El Gobierno Regional de Huánuco (Gorehco) convirtió una fecha concreta para aprobar el expediente técnico del saldo de obra del Estadio Colón de Llata en una cadena de plazos cambiantes durante la jornada del 17 de septiembre. La promesa inicial señalaba el viernes 18; el gobernador Antonio Pulgar planteó después esperar hasta el lunes 21, ordenó luego gestionar firmas inmediatas y, por la noche, dos funcionarios volvieron a utilizar horizontes abiertos.
La resolución no fue presentada durante la reunión con los representantes de Huamalíes. Ese dato es central porque el documento discutido no corresponde al expediente inicial de un proyecto nuevo, sino al saldo de una obra ya ejecutada parcialmente y que necesita una definición técnica para encaminar su culminación.
El plazo del viernes no apareció por primera vez en la discusión. El 11 de septiembre, la directora de la Oficina Regional de Gestión de Conflictos y Diálogo, María Meneses, declaró a Diario Ahora que el expediente aprobado sería emitido “a más tardar” el día 18. En ese momento reconoció que aún se revisaban asuntos relacionados con alta tensión, drenaje y presupuesto y que la desconfianza de la población seguía latente.
Del viernes al lunes y después a una firma inmediata
El presidente del Frente de Defensa recordó ante Pulgar que la delegación había viajado apoyada en ese compromiso y con la expectativa de recoger la resolución. “Nosotros hemos venido con la firme convicción de que hoy nos vamos con la resolución”, manifestó. También sostuvo que la organización había suspendido una marcha en consideración a la convocatoria del Gorehco.
Pulgar respondió que existía un procedimiento administrativo por completar y propuso que una comisión permaneciera en Huánuco. “Estamos quedando para el lunes, entonces formemos una comisión que se quede”, planteó. El nuevo horizonte provocó el rechazo de los dirigentes, quienes alegaron que un plazo comunicado oficialmente debía haber sido coordinado antes con el equipo técnico.
“Si lo pueden aprobar el viernes, lo pueden hacer también el día de hoy”, reclamó el presidente del Frente. Otro representante cuestionó el costo y el tiempo del traslado desde Huamalíes y recordó que parte de la delegación estaba integrada por pobladores con actividades laborales y agrícolas que no podían permanecer varios días en la capital regional.
Después del intercambio, Pulgar modificó su instrucción y ordenó llamar al evaluador: “Venga acá a ponerse a firmar inmediatamente”. A continuación aseguró: “El expediente, presidente, está listo”. De acuerdo con su explicación, la demora se encontraba en la intervención del evaluador y en que “todos tienen que firmar”.
Que el expediente fuera presentado como “listo” no significaba todavía que estuviera aprobado. La propia discusión mostró que faltaban firmas y la emisión de la resolución, que constituye el acto verificable exigido por los dirigentes.
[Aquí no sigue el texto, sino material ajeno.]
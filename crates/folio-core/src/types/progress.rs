//! Progress events emitted while a batch runs.

use serde::Serialize;

use super::batch::{Batch, BatchId, BatchStatus};
use super::item::BatchItem;

/// What happened to produce a progress event.
#[derive(Debug, Clone, Copy, PartialEq, Eq, Serialize)]
#[serde(rename_all = "snake_case")]
pub enum ProgressKind {
    /// An item moved `Pending -> InFlight`.
    ItemStarted,
    /// An item reached `Succeeded` or `Failed`.
    ItemFinished,
    /// The batch reached `Completed`. Always the last event of a run.
    Completed,
}

/// Snapshot emitted after every transition of a running batch.
#[derive(Debug, Clone, Serialize)]
pub struct BatchProgress {
    pub batch_id: BatchId,
    /// Strictly increasing within one run, starting at 0.
    pub sequence: u64,
    pub kind: ProgressKind,
    /// Index of the item this event is about; `None` for `Completed`.
    pub current_index: Option<usize>,
    pub total_count: usize,
    pub status: BatchStatus,
    pub items: Vec<BatchItem>,
}

impl BatchProgress {
    pub(crate) fn from_batch(
        batch: &Batch,
        sequence: u64,
        kind: ProgressKind,
        current_index: Option<usize>,
    ) -> Self {
        Self {
            batch_id: batch.id,
            sequence,
            kind,
            current_index,
            total_count: batch.len(),
            status: batch.status,
            items: batch.items.clone(),
        }
    }

    /// The item this event is about.
    pub fn current_item(&self) -> Option<&BatchItem> {
        self.current_index.and_then(|i| self.items.get(i))
    }

    /// One-based position for "file k of n" displays.
    pub fn position(&self) -> Option<usize> {
        self.current_index.map(|i| i + 1)
    }

    pub fn is_final(&self) -> bool {
        self.kind == ProgressKind::Completed
    }
}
“Lo antes posible” y “en unos días”
La fecha volvió a perder precisión durante las declaraciones nocturnas del Gorehco. El gerente general regional, Ronald Acuña, afirmó que el equipo técnico había trabajado delante de la delegación para emitir la resolución “lo antes posible”. Meneses señaló después que el proceso de aprobación se concretaría “en unos días”. Ninguno ratificó en esa intervención el viernes 18 ni confirmó el lunes propuesto horas antes.
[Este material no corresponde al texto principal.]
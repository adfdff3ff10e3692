//! Scripted keypad driving
//!
//! One behavioural specification, runnable against any surface that hosts
//! the engine. A driver turns a press script into engine transitions and
//! records the commit notifications, so the verifications below can assert
//! on the exact stream a transaction form would have received.

use crate::core::engine::{Key, SequentialCalculator};
use crate::core::Operator;

/// Abstract driver over an amount keypad surface
pub trait AmountPadDriver {
    /// Presses one key
    fn press(&mut self, key: Key);

    /// Returns the current display text
    fn display(&self) -> String;

    /// Returns the last committed amount
    fn committed(&self) -> f64;

    /// Returns every committed amount, oldest first
    fn commits(&self) -> Vec<f64>;

    /// Restores construction state and forgets recorded commits
    fn reset(&mut self);

    /// Presses a whole script, one key per character.
    ///
    /// Digits, '.', the four operator characters and '=' map to their
    /// keys; 'C' clears and '<' backspaces. Anything else is skipped.
    fn press_sequence(&mut self, script: &str) {
        for c in script.chars() {
            let key = match c {
                '0'..='9' => Some(Key::Digit(c as u8 - b'0')),
                '.' => Some(Key::Decimal),
                '=' => Some(Key::Equals),
                'C' | 'c' => Some(Key::Clear),
                '<' => Some(Key::Backspace),
                _ => Operator::from_char(c).map(Key::Operator),
            };
            if let Some(key) = key {
                self.press(key);
            }
        }
    }
}

/// Headless driver wrapping the bare engine
#[derive(Debug, Clone)]
pub struct ScriptDriver {
    calculator: SequentialCalculator,
    initial: f64,
    committed: f64,
    commits: Vec<f64>,
}

impl Default for ScriptDriver {
    fn default() -> Self {
        Self::new(0.0)
    }
}

impl ScriptDriver {
    /// Creates a driver with the given initial amount
    #[must_use]
    pub fn new(initial: f64) -> Self {
        Self {
            calculator: SequentialCalculator::new(initial),
            initial,
            committed: initial,
            commits: Vec::new(),
        }
    }

    /// Returns the underlying engine
    #[must_use]
    pub fn calculator(&self) -> &SequentialCalculator {
        &self.calculator
    }
}

impl AmountPadDriver for ScriptDriver {
    fn press(&mut self, key: Key) {
        if let Some(amount) = self.calculator.press(key) {
            self.committed = amount;
            self.commits.push(amount);
        }
    }

    fn display(&self) -> String {
        self.calculator.display().to_string()
    }

    fn committed(&self) -> f64 {
        self.committed
    }

    fn commits(&self) -> Vec<f64> {
        self.commits.clone()
    }

    fn reset(&mut self) {
        self.calculator = SequentialCalculator::new(self.initial);
        self.committed = self.initial;
        self.commits.clear();
    }
}

/// TUI driver implementation
#[cfg(feature = "tui")]
pub mod tui_driver {
    use super::{AmountPadDriver, Key};
    use crate::tui::KeypadApp;

    /// Driver wrapping the TUI app, commit log included
    #[derive(Debug)]
    pub struct TuiDriver {
        app: KeypadApp,
        initial: f64,
    }

    impl Default for TuiDriver {
        fn default() -> Self {
            Self::new(0.0)
        }
    }

    impl TuiDriver {
        /// Creates a TUI driver with the given initial amount
        #[must_use]
        pub fn new(initial: f64) -> Self {
            Self {
                app: KeypadApp::new(initial),
                initial,
            }
        }

        /// Returns the underlying app
        #[must_use]
        pub fn app(&self) -> &KeypadApp {
            &self.app
        }

        /// Returns a mutable reference to the underlying app
        pub fn app_mut(&mut self) -> &mut KeypadApp {
            &mut self.app
        }
    }

    impl AmountPadDriver for TuiDriver {
        fn press(&mut self, key: Key) {
            self.app.press(key);
        }

        fn display(&self) -> String {
            self.app.display().to_string()
        }

        fn committed(&self) -> f64 {
            self.app.committed()
        }

        fn commits(&self) -> Vec<f64> {
            self.app.log().iter().map(|e| e.amount).collect()
        }

        fn reset(&mut self) {
            self.app = KeypadApp::new(self.initial);
        }
    }
}

#[cfg(feature = "tui")]
pub use tui_driver::TuiDriver;

// ===== Unified behavioural specifications =====
// These run against ANY AmountPadDriver implementation.

/// Digits accumulate with leading-zero suppression and commit nothing
pub fn verify_digit_entry<D: AmountPadDriver>(driver: &mut D) {
    driver.reset();
    driver.press_sequence("123");
    assert_eq!(driver.display(), "123");
    assert!(driver.commits().is_empty());
}

/// A second decimal point in one number is ignored
pub fn verify_decimal_entry<D: AmountPadDriver>(driver: &mut D) {
    driver.reset();
    driver.press_sequence("1..2");
    assert_eq!(driver.display(), "1.2");
}

/// Clear resets the display and commits zero
pub fn verify_clear<D: AmountPadDriver>(driver: &mut D) {
    driver.reset();
    driver.press_sequence("75C");
    assert_eq!(driver.display(), "0");
    assert_eq!(driver.commits(), vec![0.0]);
}

/// Backspace drops one character and commits the reparse; a single
/// character resets to "0" and commits zero
pub fn verify_backspace<D: AmountPadDriver>(driver: &mut D) {
    driver.reset();
    driver.press_sequence("12<");
    assert_eq!(driver.display(), "1");
    assert_eq!(driver.committed(), 1.0);

    driver.press_sequence("<");
    assert_eq!(driver.display(), "0");
    assert_eq!(driver.committed(), 0.0);
}

/// Chained operators evaluate strictly left to right, committing each
/// intermediate result
pub fn verify_sequential_chaining<D: AmountPadDriver>(driver: &mut D) {
    driver.reset();
    driver.press_sequence("6+3*2=");
    assert_eq!(driver.commits(), vec![9.0, 18.0]);
    assert_eq!(driver.display(), "18");
}

/// Equals with nothing pending commits the raw display value
pub fn verify_equals_passthrough<D: AmountPadDriver>(driver: &mut D) {
    driver.reset();
    driver.press_sequence("5=");
    assert_eq!(driver.display(), "5");
    assert_eq!(driver.commits(), vec![5.0]);
}

/// Division by zero commits and displays the same non-finite value
pub fn verify_division_by_zero<D: AmountPadDriver>(driver: &mut D) {
    driver.reset();
    driver.press_sequence("5/0=");
    assert!(driver.committed().is_infinite());
    assert_eq!(driver.display(), "inf");
}

/// Complete verification suite
pub fn run_full_specification<D: AmountPadDriver>(driver: &mut D) {
    verify_digit_entry(driver);
    verify_decimal_entry(driver);
    verify_clear(driver);
    verify_backspace(driver);
    verify_sequential_chaining(driver);
    verify_equals_passthrough(driver);
    verify_division_by_zero(driver);
}

#[cfg(test)]
mod tests {
    use super::*;

    // ===== ScriptDriver tests =====

    #[test]
    fn test_script_driver_new() {
        let driver = ScriptDriver::new(25.0);
        assert_eq!(driver.display(), "25");
        assert_eq!(driver.committed(), 25.0);
        assert!(driver.commits().is_empty());
    }

    #[test]
    fn test_script_driver_default() {
        let driver = ScriptDriver::default();
        assert_eq!(driver.display(), "0");
    }

    #[test]
    fn test_script_driver_records_commit_stream() {
        let mut driver = ScriptDriver::new(0.0);
        driver.press_sequence("6+3*2=");
        assert_eq!(driver.commits(), vec![9.0, 18.0]);
        assert_eq!(driver.committed(), 18.0);
    }

    #[test]
    fn test_script_driver_skips_unknown_chars() {
        let mut driver = ScriptDriver::new(0.0);
        driver.press_sequence("1 x2");
        assert_eq!(driver.display(), "12");
    }

    #[test]
    fn test_script_driver_reset() {
        let mut driver = ScriptDriver::new(7.0);
        driver.press_sequence("5=");
        driver.reset();
        assert_eq!(driver.display(), "7");
        assert_eq!(driver.committed(), 7.0);
        assert!(driver.commits().is_empty());
    }

    #[test]
    fn test_script_driver_engine_access() {
        let mut driver = ScriptDriver::new(0.0);
        driver.press_sequence("6+");
        assert!(driver.calculator().pending().is_some());
    }

    // ===== Unified specification against the headless driver =====

    #[test]
    fn test_unified_digit_entry() {
        run_spec(verify_digit_entry);
    }

    #[test]
    fn test_unified_decimal_entry() {
        run_spec(verify_decimal_entry);
    }

    #[test]
    fn test_unified_clear() {
        run_spec(verify_clear);
    }

    #[test]
    fn test_unified_backspace() {
        run_spec(verify_backspace);
    }

    #[test]
    fn test_unified_sequential_chaining() {
        run_spec(verify_sequential_chaining);
    }

    #[test]
    fn test_unified_equals_passthrough() {
        run_spec(verify_equals_passthrough);
    }

    #[test]
    fn test_unified_division_by_zero() {
        run_spec(verify_division_by_zero);
    }

    #[test]
    fn test_full_specification() {
        run_spec(run_full_specification::<ScriptDriver>);
    }

    fn run_spec(spec: impl Fn(&mut ScriptDriver)) {
        let mut driver = ScriptDriver::new(0.0);
        spec(&mut driver);
    }

    // ===== Unified specification against the TUI surface =====

    #[cfg(feature = "tui")]
    mod tui_tests {
        use super::super::*;

        #[test]
        fn test_tui_driver_new() {
            let driver = TuiDriver::new(3.0);
            assert_eq!(driver.display(), "3");
            assert_eq!(driver.committed(), 3.0);
        }

        #[test]
        fn test_tui_driver_app_access() {
            let mut driver = TuiDriver::new(0.0);
            driver.app_mut().press(Key::Digit(4));
            assert_eq!(driver.app().display(), "4");
        }

        #[test]
        fn test_tui_full_specification() {
            let mut driver = TuiDriver::new(0.0);
            run_full_specification(&mut driver);
        }
    }
}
La controversia ocurre sobre una obra que ya arrastra demoras y observaciones. Una fiscalización del Consejo Regionaldifundida el 7 de septiembre situó su avance físico en aproximadamente 55 % y reportó que se trabajaba con un expediente parcial. Previamente, el Órgano de Control Institucional había advertido retrasos en la revisión del expediente del saldo de obra y observaciones vinculadas con topografía, instalaciones y el desfogue del drenaje pluvial.
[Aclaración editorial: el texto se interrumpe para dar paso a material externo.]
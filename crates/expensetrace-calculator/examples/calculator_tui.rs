//! Interactive amount keypad demo
//!
//! Run with `cargo run --example calculator_tui`, optionally passing the
//! starting amount: `cargo run --example calculator_tui -- 42.50`.
//! Set `RUST_LOG=debug` to see commit events on stderr.

use expensetrace_calculator::prelude::*;
use expensetrace_calculator::tui::{self, TuiError};
use tracing_subscriber::EnvFilter;

fn main() -> Result<(), TuiError> {
    tracing_subscriber::fmt()
        .with_env_filter(EnvFilter::from_default_env())
        .with_writer(std::io::stderr)
        .init();

    let initial = std::env::args()
        .nth(1)
        .and_then(|arg| arg.parse().ok())
        .unwrap_or(0.0);

    let mut app = KeypadApp::new(initial);
    tui::run(&mut app)?;

    println!("committed amount: {}", format_amount(app.committed()));
    if !app.log().is_empty() {
        for entry in app.log().iter() {
            println!("  {}", entry.line());
        }
    }

    Ok(())
}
La precisión importa porque aprobar el saldo de obra no equivale a inaugurar el estadio ni garantiza por sí sola su culminación en 2026. El expediente que se apruebe debe definir y sustentar lo que falta ejecutar; después deberán verificarse el presupuesto, el cronograma, la supervisión y el avance real de los trabajos.
El compromiso anunciado por el Gorehco conserva una prueba sencilla: una resolución fechada y emitida dentro del plazo ofrecido. Hasta el cierre de la jornada del 17, la reunión terminó con nuevas fórmulas temporales, pero sin el acto administrativo que la delegación había viajado a recoger. El próximo hecho comprobable ya no es otra promesa verbal, sino la publicación y entrega de esa resolución.